EXERCISE: Please return all lines of the data below containing the string "SkippedRecord".

EXERCISE DATA:
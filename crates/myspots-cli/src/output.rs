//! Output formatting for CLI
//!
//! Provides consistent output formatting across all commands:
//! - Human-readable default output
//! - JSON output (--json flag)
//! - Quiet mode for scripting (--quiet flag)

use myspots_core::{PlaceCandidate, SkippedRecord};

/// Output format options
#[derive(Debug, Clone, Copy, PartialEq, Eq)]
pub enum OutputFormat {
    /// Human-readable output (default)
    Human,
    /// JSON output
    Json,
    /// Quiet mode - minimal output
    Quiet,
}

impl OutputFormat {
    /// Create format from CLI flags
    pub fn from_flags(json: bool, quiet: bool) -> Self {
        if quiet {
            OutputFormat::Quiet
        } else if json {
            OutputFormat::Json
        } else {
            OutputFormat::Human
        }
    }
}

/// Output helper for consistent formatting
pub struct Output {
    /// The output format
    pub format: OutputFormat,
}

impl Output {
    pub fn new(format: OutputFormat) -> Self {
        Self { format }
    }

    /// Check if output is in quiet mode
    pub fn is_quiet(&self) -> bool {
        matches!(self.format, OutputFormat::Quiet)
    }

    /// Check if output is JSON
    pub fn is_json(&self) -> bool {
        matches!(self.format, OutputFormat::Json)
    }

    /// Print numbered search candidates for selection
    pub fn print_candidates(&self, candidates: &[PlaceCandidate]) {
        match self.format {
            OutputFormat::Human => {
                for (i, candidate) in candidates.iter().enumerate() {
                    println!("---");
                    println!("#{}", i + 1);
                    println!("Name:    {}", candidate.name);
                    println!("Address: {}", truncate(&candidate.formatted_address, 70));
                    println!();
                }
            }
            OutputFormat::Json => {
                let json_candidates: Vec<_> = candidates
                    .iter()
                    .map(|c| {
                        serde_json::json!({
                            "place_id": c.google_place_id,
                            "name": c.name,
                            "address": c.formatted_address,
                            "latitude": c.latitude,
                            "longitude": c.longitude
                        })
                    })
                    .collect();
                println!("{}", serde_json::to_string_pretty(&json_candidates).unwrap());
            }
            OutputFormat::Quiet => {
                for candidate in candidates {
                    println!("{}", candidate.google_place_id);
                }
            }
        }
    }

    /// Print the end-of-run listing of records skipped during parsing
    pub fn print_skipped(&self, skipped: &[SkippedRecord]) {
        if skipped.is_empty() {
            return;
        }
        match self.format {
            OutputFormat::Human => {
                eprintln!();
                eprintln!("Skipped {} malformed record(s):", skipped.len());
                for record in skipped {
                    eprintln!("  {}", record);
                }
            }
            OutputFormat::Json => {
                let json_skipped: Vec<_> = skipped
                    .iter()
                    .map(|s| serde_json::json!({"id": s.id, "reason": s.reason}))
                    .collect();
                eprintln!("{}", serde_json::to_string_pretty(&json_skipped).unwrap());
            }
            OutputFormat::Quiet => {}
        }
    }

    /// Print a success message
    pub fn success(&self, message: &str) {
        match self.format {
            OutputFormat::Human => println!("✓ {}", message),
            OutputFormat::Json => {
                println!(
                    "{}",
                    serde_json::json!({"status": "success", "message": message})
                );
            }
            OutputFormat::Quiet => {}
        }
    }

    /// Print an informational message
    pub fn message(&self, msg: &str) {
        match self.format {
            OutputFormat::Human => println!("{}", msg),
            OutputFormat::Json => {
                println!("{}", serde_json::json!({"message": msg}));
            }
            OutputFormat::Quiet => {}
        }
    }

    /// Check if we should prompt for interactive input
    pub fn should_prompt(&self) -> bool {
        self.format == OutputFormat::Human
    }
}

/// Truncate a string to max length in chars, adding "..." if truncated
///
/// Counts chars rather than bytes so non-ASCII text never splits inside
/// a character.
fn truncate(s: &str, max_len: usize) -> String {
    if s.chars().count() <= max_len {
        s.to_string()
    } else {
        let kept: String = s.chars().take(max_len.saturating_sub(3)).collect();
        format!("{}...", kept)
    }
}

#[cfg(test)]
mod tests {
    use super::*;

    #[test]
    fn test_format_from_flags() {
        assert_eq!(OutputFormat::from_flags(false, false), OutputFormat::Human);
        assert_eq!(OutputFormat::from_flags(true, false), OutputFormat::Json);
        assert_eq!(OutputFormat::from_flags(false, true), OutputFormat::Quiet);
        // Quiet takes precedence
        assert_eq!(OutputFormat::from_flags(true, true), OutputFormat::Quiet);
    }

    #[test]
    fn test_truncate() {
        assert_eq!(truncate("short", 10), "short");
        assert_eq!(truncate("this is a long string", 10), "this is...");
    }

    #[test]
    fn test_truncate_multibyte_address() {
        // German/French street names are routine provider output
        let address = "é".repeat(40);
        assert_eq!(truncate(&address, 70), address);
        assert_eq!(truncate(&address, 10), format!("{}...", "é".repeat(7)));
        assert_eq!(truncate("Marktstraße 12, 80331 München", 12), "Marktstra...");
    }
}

REPLY TO THE EXERCISE:
use myspots_core::{PlaceCandidate, SkippedRecord};
    pub fn print_skipped(&self, skipped: &[SkippedRecord]) {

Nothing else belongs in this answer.